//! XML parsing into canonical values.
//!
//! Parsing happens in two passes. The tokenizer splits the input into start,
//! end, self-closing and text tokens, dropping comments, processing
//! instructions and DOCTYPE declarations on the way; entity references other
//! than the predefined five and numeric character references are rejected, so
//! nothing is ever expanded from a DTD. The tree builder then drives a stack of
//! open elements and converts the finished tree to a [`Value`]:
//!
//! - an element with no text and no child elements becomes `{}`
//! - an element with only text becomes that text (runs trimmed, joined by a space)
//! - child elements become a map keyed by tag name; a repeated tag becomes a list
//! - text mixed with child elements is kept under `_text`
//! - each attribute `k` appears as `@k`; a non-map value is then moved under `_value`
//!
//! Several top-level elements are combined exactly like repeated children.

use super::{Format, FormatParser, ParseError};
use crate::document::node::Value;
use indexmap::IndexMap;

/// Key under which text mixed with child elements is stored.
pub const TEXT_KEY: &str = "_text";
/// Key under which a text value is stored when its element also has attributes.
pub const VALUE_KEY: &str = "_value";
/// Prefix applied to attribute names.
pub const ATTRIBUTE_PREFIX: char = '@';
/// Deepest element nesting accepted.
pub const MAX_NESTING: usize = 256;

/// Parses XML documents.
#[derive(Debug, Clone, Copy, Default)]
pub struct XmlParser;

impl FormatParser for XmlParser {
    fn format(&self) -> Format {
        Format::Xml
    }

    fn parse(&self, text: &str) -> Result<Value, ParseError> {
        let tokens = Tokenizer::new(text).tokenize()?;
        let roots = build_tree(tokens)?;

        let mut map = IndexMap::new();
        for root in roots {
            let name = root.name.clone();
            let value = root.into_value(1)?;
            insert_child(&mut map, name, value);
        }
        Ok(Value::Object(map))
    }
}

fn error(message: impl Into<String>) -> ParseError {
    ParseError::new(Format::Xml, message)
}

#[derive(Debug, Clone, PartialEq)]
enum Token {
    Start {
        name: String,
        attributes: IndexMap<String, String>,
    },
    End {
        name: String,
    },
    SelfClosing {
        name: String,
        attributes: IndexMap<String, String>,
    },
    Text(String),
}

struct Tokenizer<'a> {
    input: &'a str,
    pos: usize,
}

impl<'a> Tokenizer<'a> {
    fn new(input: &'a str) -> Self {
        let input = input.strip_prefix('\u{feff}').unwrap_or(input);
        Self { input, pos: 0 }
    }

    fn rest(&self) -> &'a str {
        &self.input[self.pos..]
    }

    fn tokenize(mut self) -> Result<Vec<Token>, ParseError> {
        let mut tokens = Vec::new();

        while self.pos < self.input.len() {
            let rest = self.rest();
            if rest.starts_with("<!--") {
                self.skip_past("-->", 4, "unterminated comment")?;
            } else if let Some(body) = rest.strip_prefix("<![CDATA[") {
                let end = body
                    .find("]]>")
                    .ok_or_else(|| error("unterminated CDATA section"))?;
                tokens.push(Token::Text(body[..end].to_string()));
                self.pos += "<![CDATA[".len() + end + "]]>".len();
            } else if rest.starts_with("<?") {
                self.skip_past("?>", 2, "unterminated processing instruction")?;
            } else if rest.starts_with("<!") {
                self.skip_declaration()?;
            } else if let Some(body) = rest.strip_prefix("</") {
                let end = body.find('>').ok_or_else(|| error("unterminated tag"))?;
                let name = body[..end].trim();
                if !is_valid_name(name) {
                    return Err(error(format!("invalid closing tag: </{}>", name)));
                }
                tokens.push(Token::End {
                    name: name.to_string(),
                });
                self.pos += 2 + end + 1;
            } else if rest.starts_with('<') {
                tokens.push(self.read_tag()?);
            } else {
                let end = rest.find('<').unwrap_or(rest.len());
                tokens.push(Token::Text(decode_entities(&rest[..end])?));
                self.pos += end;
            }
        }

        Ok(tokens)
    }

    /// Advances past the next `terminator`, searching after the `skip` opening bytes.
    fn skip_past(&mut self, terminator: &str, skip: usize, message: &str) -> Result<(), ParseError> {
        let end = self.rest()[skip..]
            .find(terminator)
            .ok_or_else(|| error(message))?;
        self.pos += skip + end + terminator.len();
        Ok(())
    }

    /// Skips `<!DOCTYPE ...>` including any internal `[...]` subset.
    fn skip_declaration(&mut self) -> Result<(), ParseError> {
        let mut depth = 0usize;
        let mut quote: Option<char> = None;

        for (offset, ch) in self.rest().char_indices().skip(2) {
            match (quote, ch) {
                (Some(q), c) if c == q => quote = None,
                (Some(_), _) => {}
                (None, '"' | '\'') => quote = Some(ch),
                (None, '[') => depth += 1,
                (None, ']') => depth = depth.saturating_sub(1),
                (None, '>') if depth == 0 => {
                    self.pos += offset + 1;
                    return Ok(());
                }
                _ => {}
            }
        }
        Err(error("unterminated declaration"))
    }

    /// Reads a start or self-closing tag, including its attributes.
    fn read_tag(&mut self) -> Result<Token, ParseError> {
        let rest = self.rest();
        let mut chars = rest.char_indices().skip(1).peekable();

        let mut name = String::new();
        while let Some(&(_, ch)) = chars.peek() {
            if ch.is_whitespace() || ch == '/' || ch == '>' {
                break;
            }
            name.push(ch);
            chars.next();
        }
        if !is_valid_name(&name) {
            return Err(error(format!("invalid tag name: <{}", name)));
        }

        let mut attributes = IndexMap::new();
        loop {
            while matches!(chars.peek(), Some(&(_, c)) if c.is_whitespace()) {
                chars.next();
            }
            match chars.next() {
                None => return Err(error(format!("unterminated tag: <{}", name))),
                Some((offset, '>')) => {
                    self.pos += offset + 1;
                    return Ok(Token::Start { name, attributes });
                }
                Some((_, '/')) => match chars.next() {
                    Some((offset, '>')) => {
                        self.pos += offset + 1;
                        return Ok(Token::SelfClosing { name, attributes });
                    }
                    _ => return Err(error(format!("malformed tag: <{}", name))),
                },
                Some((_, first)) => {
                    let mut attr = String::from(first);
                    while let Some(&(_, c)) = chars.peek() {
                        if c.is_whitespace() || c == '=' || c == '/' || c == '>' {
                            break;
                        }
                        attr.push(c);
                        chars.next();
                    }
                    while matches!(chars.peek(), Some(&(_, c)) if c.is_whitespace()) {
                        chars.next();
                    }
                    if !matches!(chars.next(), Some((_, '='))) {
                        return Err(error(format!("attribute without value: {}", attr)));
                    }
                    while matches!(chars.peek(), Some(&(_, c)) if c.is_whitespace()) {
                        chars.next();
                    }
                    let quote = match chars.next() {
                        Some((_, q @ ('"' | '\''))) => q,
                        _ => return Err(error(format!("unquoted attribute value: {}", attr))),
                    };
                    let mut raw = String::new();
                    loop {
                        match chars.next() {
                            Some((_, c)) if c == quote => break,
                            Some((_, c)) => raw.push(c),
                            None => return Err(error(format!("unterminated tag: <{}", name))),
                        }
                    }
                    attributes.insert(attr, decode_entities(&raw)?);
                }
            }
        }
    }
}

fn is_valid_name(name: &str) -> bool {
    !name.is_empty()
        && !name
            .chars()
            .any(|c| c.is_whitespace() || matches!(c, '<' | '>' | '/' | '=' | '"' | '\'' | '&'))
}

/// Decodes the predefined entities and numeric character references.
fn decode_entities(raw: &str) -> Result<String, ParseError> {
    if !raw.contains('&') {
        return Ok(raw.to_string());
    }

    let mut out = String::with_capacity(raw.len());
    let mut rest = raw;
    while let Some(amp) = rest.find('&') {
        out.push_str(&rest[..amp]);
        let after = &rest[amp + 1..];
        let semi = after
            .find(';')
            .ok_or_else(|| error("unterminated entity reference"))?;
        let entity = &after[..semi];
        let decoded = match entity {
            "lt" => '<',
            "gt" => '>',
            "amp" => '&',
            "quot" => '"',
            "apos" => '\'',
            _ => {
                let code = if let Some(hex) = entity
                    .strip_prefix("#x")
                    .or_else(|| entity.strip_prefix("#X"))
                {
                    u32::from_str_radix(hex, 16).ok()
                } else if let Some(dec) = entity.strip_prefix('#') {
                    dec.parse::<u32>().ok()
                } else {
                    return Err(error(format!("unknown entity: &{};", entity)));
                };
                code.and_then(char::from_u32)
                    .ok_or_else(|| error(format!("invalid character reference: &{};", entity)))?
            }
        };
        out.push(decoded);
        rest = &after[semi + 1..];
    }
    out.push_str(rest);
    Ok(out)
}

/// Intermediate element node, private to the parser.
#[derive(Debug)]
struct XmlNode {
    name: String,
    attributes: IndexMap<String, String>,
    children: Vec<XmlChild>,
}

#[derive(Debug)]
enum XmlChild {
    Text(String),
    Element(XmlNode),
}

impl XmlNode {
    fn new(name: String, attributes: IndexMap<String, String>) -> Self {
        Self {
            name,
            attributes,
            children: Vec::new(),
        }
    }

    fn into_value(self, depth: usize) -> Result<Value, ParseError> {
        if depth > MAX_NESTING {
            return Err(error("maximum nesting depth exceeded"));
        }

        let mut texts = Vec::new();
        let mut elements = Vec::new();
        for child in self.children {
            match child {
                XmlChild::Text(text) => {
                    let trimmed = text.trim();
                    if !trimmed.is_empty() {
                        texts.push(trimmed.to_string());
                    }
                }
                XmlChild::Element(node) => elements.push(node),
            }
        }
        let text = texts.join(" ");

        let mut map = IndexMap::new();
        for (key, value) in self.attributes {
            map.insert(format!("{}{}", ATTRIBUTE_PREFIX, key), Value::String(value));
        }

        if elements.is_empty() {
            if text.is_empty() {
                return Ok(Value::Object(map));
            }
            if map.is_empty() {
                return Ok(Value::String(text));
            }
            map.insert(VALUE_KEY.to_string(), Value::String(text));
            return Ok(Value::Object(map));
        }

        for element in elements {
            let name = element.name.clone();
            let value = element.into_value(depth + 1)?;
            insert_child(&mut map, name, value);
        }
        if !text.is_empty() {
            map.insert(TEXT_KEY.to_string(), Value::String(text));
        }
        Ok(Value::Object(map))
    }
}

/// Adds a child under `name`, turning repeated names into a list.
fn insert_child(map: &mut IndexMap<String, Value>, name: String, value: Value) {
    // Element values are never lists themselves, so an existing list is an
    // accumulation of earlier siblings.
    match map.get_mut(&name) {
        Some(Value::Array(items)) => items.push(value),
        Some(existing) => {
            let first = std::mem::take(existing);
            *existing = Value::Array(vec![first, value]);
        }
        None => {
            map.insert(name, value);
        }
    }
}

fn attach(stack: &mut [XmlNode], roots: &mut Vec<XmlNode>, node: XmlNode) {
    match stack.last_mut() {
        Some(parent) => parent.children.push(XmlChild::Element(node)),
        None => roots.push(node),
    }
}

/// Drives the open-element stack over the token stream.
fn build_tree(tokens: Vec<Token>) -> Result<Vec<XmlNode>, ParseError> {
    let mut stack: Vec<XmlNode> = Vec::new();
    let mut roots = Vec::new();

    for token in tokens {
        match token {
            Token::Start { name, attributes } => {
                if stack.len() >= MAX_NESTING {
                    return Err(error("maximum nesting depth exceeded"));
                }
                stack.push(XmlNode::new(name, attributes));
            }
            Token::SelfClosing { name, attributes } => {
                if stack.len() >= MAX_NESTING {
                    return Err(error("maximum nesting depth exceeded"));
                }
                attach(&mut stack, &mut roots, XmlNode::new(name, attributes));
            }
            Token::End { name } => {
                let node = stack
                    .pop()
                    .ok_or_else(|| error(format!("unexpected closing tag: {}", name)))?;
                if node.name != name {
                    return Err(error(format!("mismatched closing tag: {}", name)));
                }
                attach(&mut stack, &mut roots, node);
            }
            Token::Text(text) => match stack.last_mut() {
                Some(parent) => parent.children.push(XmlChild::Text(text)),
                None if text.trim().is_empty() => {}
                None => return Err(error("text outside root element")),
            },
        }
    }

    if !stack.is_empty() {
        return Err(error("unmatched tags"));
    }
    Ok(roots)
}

• • • • •

(To do): Tell how many lines of the listing include the word "existing"; the number alone is the answer.

(Reply): 4